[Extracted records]
========================

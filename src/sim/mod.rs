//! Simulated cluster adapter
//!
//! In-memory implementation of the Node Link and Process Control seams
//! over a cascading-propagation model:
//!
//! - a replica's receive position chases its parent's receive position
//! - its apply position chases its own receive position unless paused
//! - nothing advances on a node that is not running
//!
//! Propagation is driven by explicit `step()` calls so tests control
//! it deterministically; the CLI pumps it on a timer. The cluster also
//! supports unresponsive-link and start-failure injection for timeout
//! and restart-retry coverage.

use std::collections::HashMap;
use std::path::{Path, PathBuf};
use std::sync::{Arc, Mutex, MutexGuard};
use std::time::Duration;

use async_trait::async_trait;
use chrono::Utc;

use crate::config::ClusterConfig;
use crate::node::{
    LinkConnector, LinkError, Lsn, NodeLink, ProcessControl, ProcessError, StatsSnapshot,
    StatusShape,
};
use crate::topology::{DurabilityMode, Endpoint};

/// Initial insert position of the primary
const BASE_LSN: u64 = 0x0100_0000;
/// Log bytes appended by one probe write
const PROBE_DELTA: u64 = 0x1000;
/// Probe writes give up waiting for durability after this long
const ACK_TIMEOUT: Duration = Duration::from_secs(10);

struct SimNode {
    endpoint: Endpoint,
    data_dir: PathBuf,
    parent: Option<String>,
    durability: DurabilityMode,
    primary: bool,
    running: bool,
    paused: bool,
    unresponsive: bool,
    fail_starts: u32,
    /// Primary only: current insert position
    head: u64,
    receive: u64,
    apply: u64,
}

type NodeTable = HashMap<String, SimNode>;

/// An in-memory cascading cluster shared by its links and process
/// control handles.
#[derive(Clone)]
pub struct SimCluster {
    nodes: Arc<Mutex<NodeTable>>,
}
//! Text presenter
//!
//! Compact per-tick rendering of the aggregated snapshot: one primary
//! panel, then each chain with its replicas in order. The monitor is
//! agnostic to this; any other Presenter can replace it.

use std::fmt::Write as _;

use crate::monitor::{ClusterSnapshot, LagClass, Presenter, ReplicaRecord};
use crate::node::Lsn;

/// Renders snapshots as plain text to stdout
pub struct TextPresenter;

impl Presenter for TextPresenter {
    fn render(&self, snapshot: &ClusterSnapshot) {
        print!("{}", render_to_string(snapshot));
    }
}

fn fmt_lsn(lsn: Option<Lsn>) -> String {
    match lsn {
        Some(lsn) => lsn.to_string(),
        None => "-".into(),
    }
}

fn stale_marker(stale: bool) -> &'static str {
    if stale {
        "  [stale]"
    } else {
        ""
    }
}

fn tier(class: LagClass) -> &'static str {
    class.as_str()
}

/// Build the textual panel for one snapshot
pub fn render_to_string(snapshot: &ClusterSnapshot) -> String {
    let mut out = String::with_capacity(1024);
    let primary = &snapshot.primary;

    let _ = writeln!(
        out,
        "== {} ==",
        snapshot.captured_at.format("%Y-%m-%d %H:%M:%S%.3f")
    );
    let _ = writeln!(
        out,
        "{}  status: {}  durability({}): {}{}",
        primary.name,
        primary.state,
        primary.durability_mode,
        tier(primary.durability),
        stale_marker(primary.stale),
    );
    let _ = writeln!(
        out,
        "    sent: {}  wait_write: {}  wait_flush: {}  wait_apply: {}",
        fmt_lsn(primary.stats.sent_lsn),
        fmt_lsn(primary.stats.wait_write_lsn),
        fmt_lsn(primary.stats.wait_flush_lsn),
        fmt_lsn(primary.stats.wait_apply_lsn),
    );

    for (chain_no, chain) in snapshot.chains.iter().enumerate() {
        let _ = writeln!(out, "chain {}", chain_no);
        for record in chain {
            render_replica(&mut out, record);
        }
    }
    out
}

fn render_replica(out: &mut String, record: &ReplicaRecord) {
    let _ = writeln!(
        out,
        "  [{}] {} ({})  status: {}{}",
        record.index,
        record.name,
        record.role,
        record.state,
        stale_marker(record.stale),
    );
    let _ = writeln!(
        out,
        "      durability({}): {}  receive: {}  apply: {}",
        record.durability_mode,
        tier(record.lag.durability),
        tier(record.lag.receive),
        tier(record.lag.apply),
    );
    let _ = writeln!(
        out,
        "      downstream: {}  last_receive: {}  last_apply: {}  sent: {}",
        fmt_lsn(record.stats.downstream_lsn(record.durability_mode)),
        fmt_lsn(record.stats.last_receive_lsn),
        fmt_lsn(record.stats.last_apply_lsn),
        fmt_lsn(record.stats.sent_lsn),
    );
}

========================

*What to do*. Look through the records and give only the number of lines where the string "memory" appears.

*Answer to this exercise*. 2